_GOAL OF THE EXERCISE:_ Within the listing, how many lines include "derive"? Please answer with a bare number.

_THE RECORDS:_
........
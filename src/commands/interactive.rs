//! Interactive assistant mode
//!
//! The player types each guess and the feedback the game showed. The solver
//! answers with the remaining solutions and the next best guess.

use crate::core::{Feedback, Word, is_consistent};
use crate::error::Result;
use crate::output::PREVIEW_COUNT;
use crate::output::formatters::{feedback_tiles, guess_with_foil, preview};
use crate::solver::{BestGuesses, Solver, rank_guess};
use colored::Colorize;
use std::io::{BufRead, Write};

/// Run the assistant until the game is won, decided, or input ends
///
/// # Errors
///
/// Returns an error on I/O failure or if the search fails.
pub fn run_interactive<R: BufRead, W: Write>(
    solver: &mut Solver,
    input: &mut R,
    output: &mut W,
) -> Result<()> {
    writeln!(output, "There are {} possible guesses.", solver.guesses().len())?;
    writeln!(output, "There are {} possible solutions.", solver.solutions().len())?;

    let mut best = solver.best_guesses()?;
    write_best(output, &best)?;
    writeln!(output, "Best starting word: {}", best.first().0.as_str().bright_green().bold())?;
    writeln!(output, "Words remaining: {}", solver.solutions().len())?;
    writeln!(output, "Rank: {} Worst case: {}\n", best.rank, best.first().1)?;

    loop {
        let Some(guess) = ask_word(solver, input, output)? else {
            return Ok(());
        };
        let Some(feedback) = ask_feedback(&guess, input, output)? else {
            return Ok(());
        };
        writeln!(output, "{}", feedback_tiles(&guess, feedback))?;

        if feedback.is_perfect() {
            writeln!(output, "{}", "Success!".green().bold())?;
            return Ok(());
        }

        let before = solver.solutions().len();
        solver.play(guess, feedback);
        let solutions = solver.solutions();

        writeln!(output, "Words remaining: {}", solutions.len())?;
        writeln!(output, "{}\n", preview(solutions.iter(), PREVIEW_COUNT))?;

        match solutions.len() {
            0 => {
                writeln!(output, "{}", "There are no possible remaining solutions.".red())?;
                return Ok(());
            }
            1 | 2 => {
                let mut remaining = solutions.iter();
                if let Some(next) = remaining.next() {
                    let ranked = rank_guess(solutions, &next);
                    writeln!(output, "Best next guess: {}", guess_with_foil(&next, ranked.foil))?;
                }
                if let Some(failing) = remaining.next() {
                    let ranked = rank_guess(solutions, &failing);
                    writeln!(output, "Failing guess: {}", guess_with_foil(&failing, ranked.foil))?;
                    continue;
                }
                return Ok(());
            }
            _ => {}
        }

        // An unchanged set keeps the previous best guesses
        if solutions.len() != before {
            best = solver.best_guesses()?;
            write_best(output, &best)?;
        }
        let (next, foil) = best.first();
        writeln!(output, "Best next guess: {}", next.as_str().bright_green().bold())?;
        writeln!(output, "Rank: {} Worst case: {foil}\n", best.rank)?;
    }
}

fn write_best<W: Write>(output: &mut W, best: &BestGuesses) -> Result<()> {
    let lines = best.iter().map(|(guess, foil)| guess_with_foil(&guess, foil));
    writeln!(output, "{}\n", preview(lines, PREVIEW_COUNT))?;
    Ok(())
}

/// Read a trimmed line, `None` at end of input
fn read_line<R: BufRead, W: Write>(prompt: &str, input: &mut R, output: &mut W) -> Result<Option<String>> {
    write!(output, "{prompt}: ")?;
    output.flush()?;

    let mut line = String::new();
    if input.read_line(&mut line)? == 0 {
        return Ok(None);
    }
    Ok(Some(line.trim().to_owned()))
}

fn ask_word<R: BufRead, W: Write>(
    solver: &Solver,
    input: &mut R,
    output: &mut W,
) -> Result<Option<Word>> {
    let length = solver.context().word_length();
    loop {
        let Some(text) = read_line("Word", input, output)? else {
            return Ok(None);
        };

        let word = match Word::with_length(&text, length) {
            Ok(word) => word,
            Err(e) => {
                writeln!(output, "{text:?} is not a {length} letter word ({e}). Please enter word again.")?;
                continue;
            }
        };

        if solver.guesses().contains(&word) {
            return Ok(Some(word));
        }

        let prompt = format!("{text:?} is not in the word list. Use this word anyway? (y/n)");
        match read_line(&prompt, input, output)? {
            None => return Ok(None),
            Some(answer) if answer.eq_ignore_ascii_case("y") => return Ok(Some(word)),
            Some(_) => {}
        }
    }
}

fn ask_feedback<R: BufRead, W: Write>(
    guess: &Word,
    input: &mut R,
    output: &mut W,
) -> Result<Option<Feedback>> {
    loop {
        let Some(text) = read_line("Result", input, output)? else {
            return Ok(None);
        };

        match text.parse::<Feedback>() {
            Ok(feedback) if feedback.len() != guess.len() => {
                writeln!(output, "{text:?} is not a valid result. Please enter result again.")?;
            }
            Ok(feedback) if !is_consistent(guess, feedback) || !feedback.is_realizable_shape() => {
                writeln!(output, "{text:?} is not possible for {guess}. Please enter result again.")?;
            }
            Ok(feedback) => return Ok(Some(feedback)),
            Err(_) => {
                writeln!(output, "{text:?} is not a valid result. Please enter result again.")?;
            }
        }
    }
}
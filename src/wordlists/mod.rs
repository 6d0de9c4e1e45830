//! Word lists for each game variant
//!
//! Lists live as flat files in the data directory:
//! `word_list_{variant}.txt` holds the accepted guesses and
//! `solutions_{variant}.txt` the possible answers. A guess list consisting of
//! the single line [`ALL_WORDS_TOKEN`] accepts any string of the right length.

pub mod loader;

use crate::candidates::{GuessCandidates, SolutionCandidates};
use crate::core::{Context, MAX_WORD_LEN, Mode, Word, WordError};
use crate::error::{Error, Result};
use log::debug;
use rustc_hash::FxHashSet;
use std::path::{Path, PathBuf};

/// Guess list sentinel meaning every word is accepted
pub const ALL_WORDS_TOKEN: &str = "ALL_WORDS_ARE_VALID_GUESSES";

/// Accepted guesses of a variant
#[derive(Debug, Clone, PartialEq, Eq)]
pub enum GuessList {
    /// Any string over the alphabet
    AllWords,
    Explicit(Vec<Word>),
}

/// Validated word lists of one variant, across all its lengths
#[derive(Debug, Clone)]
pub struct WordLists {
    pub guesses: GuessList,
    pub solutions: Vec<Word>,
}

#[must_use]
pub fn word_list_path(dir: &Path, variant_id: &str) -> PathBuf {
    dir.join(format!("word_list_{variant_id}.txt"))
}

#[must_use]
pub fn solutions_path(dir: &Path, variant_id: &str) -> PathBuf {
    dir.join(format!("solutions_{variant_id}.txt"))
}

impl WordLists {
    /// Load the lists of `variant_id` from `dir`
    ///
    /// # Errors
    /// Returns I/O errors for missing files and the errors of [`WordLists::parse`].
    pub fn load(dir: &Path, variant_id: &str) -> Result<Self> {
        let guesses = loader::read_lines(word_list_path(dir, variant_id))?;
        let solutions = loader::read_lines(solutions_path(dir, variant_id))?;
        Self::parse(&guesses, &solutions)
    }

    /// Validate raw lines
    ///
    /// # Errors
    /// Returns `Error::InvalidWord` for words outside the alphabet and
    /// `Error::InvalidWordList` for duplicates or solutions that are not
    /// accepted guesses.
    pub fn parse(guess_lines: &[String], solution_lines: &[String]) -> Result<Self> {
        let solutions = parse_words(solution_lines, "solutions")?;

        if guess_lines.len() == 1 && guess_lines[0] == ALL_WORDS_TOKEN {
            return Ok(Self {
                guesses: GuessList::AllWords,
                solutions,
            });
        }

        let guesses = parse_words(guess_lines, "word list")?;
        let accepted: FxHashSet<&Word> = guesses.iter().collect();
        if let Some(missing) = solutions.iter().find(|word| !accepted.contains(word)) {
            return Err(Error::InvalidWordList(format!(
                "solution {missing} is not in the word list"
            )));
        }

        Ok(Self {
            guesses: GuessList::Explicit(guesses),
            solutions,
        })
    }

    /// Candidate sets for `context`, keeping only words of its length
    ///
    /// In naive mode every accepted guess is a candidate solution.
    ///
    /// # Errors
    /// Returns `Error::InvalidVariant` for naive mode without an explicit
    /// guess list.
    pub fn candidates(&self, context: &Context) -> Result<(GuessCandidates, SolutionCandidates)> {
        let length = context.word_length();
        let of_length = |words: &[Word]| -> Vec<Word> {
            words.iter().copied().filter(|w| w.len() == length).collect()
        };

        let guesses = match &self.guesses {
            GuessList::AllWords => GuessCandidates::unconstrained(context.variant.clone()),
            GuessList::Explicit(words) => {
                GuessCandidates::explicit(context.variant.clone(), of_length(words))?
            }
        };

        let solutions = match (context.mode, &self.guesses) {
            (Mode::Smart, _) => of_length(&self.solutions),
            (Mode::Naive, GuessList::Explicit(words)) => of_length(words),
            (Mode::Naive, GuessList::AllWords) => {
                return Err(Error::InvalidVariant(format!(
                    "naive mode needs a word list for {}",
                    context.variant.id
                )));
            }
        };

        Ok((
            guesses,
            SolutionCandidates::new(context.variant.clone(), solutions)?,
        ))
    }

    /// Whether `word` is an accepted guess of the given length
    #[must_use]
    pub fn is_valid_guess(&self, word: &Word, length: usize) -> bool {
        word.len() == length
            && match &self.guesses {
                GuessList::AllWords => true,
                GuessList::Explicit(words) => words.binary_search(word).is_ok(),
            }
    }
}

/// Words longer than any variant plays are skipped, their letters still checked
fn parse_words(lines: &[String], what: &str) -> Result<Vec<Word>> {
    let mut words = Vec::with_capacity(lines.len());
    let mut skipped = 0;
    for line in lines {
        if line.len() <= MAX_WORD_LEN {
            words.push(Word::new(line)?);
            continue;
        }
        if let Some(letter) = line.chars().find(|c| !c.is_ascii_alphabetic()) {
            return Err(WordError::IllegalLetter {
                word: line.clone(),
                letter,
            }
            .into());
        }
        skipped += 1;
    }
    if skipped > 0 {
        debug!("{what}: skipped {skipped} words longer than {MAX_WORD_LEN} letters");
    }

    let count = words.len();
    words.sort_unstable();
    words.dedup();
    if words.len() != count {
        return Err(Error::InvalidWordList(format!("{what} contain duplicate words")));
    }
    Ok(words)
}
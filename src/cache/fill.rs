//! Pre-computing the cache for a game context

use super::ResultCache;
use crate::candidates::{GuessCandidates, SolutionCandidates};
use crate::core::{Feedback, Word};
use crate::error::Result;
use crate::solver::{CacheSlot, SearchOptions, best_guesses};
use log::{debug, info};
use std::collections::BTreeSet;

/// Second-turn results computed between writes of the document
pub const FLUSH_EVERY: usize = 10;

/// Counts from a fill run
#[derive(Debug, Clone, Copy, Default, PartialEq, Eq)]
pub struct FillReport {
    /// Best first guesses filled below
    pub first_guesses: usize,
    /// Second-turn results computed and stored
    pub added: usize,
    /// Second-turn results already present
    pub cached: usize,
    /// Partitions of one or two solutions, never stored
    pub trivial: usize,
}

/// Fill the cache with the best first guesses and every second-turn result
///
/// After each first guess the stored feedbacks are checked against the
/// partitions that were computed.
///
/// # Errors
/// Returns search and cache errors, and `Error::CacheIncoherent` if the
/// document disagrees with the computed partitions.
pub fn fill_cache(
    guesses: &GuessCandidates,
    solutions: &SolutionCandidates,
    cache: &mut ResultCache,
    options: &SearchOptions,
) -> Result<FillReport> {
    let first = best_guesses(
        &mut guesses.clone(),
        solutions,
        options,
        Some(CacheSlot {
            cache: &mut *cache,
            turns: &[],
        }),
    )?;

    let mut report = FillReport {
        first_guesses: first.len(),
        ..FillReport::default()
    };

    for guess in &first.guesses {
        let mut computed = BTreeSet::new();
        let mut unsaved = 0;

        let filled = fill_guess(
            guess,
            guesses,
            solutions,
            cache,
            options,
            &mut report,
            &mut computed,
            &mut unsaved,
        );
        if unsaved > 0 {
            cache.flush()?;
        }
        filled?;

        cache.verify_coherent(guess, &computed)?;
        info!("cache for {guess}: {} results", computed.len());
    }

    Ok(report)
}

#[allow(clippy::too_many_arguments)]
fn fill_guess(
    guess: &Word,
    guesses: &GuessCandidates,
    solutions: &SolutionCandidates,
    cache: &mut ResultCache,
    options: &SearchOptions,
    report: &mut FillReport,
    computed: &mut BTreeSet<Feedback>,
    unsaved: &mut usize,
) -> Result<()> {
    for (feedback, part) in solutions.partition(guess) {
        if part.len() <= 2 {
            debug!("cache for {guess} ({feedback}): {} solutions, not cached", part.len());
            report.trivial += 1;
            continue;
        }
        computed.insert(feedback);

        let turns = [(*guess, feedback)];
        if cache.load(&turns)?.is_some() {
            debug!("cache for {guess} ({feedback}): cached");
            report.cached += 1;
            continue;
        }

        let best = best_guesses(&mut guesses.clone(), &part, options, None)?;
        cache.insert(&turns, &best)?;
        info!("cache for {guess} ({feedback}): added {}", best.rank);
        report.added += 1;

        *unsaved += 1;
        if *unsaved >= FLUSH_EVERY {
            cache.flush()?;
            *unsaved = 0;
        }
    }
    Ok(())
}

#[cfg(test)]
mod tests {
    use super::*;
    use crate::core::{Context, Mode};
    use std::path::PathBuf;
    use std::time::Duration;

    const WORDS: &[&str] = &[
        "crane", "crate", "grate", "irate", "slate", "plate", "skate", "state", "spate", "close",
        "pound", "ghost", "fight", "might", "night", "right", "sight", "tight", "light",
    ];

    fn temp_dir(name: &str) -> PathBuf {
        let dir = std::env::temp_dir().join(format!(
            "wordle_minimax_fill_{}_{name}",
            std::process::id()
        ));
        let _ = std::fs::remove_dir_all(&dir);
        dir
    }

    fn sets() -> (Context, GuessCandidates, SolutionCandidates) {
        let context = Context::new("new_york_times", Mode::Naive, None).unwrap();
        let words: Vec<Word> = WORDS.iter().map(|w| Word::new(w).unwrap()).collect();
        (
            context.clone(),
            GuessCandidates::explicit(context.variant.clone(), words.clone()).unwrap(),
            SolutionCandidates::new(context.variant, words).unwrap(),
        )
    }

    #[test]
    fn fill_is_coherent_and_idempotent() {
        let (context, guesses, solutions) = sets();
        let dir = temp_dir("idempotent");
        let options = SearchOptions::default();

        let mut cache = ResultCache::open(&dir, &context, Duration::from_secs(1)).unwrap();
        let report = fill_cache(&guesses, &solutions, &mut cache, &options).unwrap();
        assert!(report.first_guesses > 0);
        assert_eq!(report.cached, 0);

        let mut reopened = ResultCache::open(&dir, &context, Duration::from_secs(1)).unwrap();
        let again = fill_cache(&guesses, &solutions, &mut reopened, &options).unwrap();
        assert_eq!(again.added, 0);
        assert_eq!(again.cached, report.added);
        assert_eq!(again.trivial, report.trivial);

        let first = reopened.load(&[]).unwrap().unwrap();
        for guess in &first.guesses {
            let expected: BTreeSet<Feedback> = solutions
                .partition(guess)
                .into_iter()
                .filter(|(_, part)| part.len() > 2)
                .map(|(feedback, _)| feedback)
                .collect();
            assert_eq!(reopened.next_feedbacks(guess).unwrap(), expected);
        }
    }
}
........
_ANSWER TO THIS PROBLEM:_ 3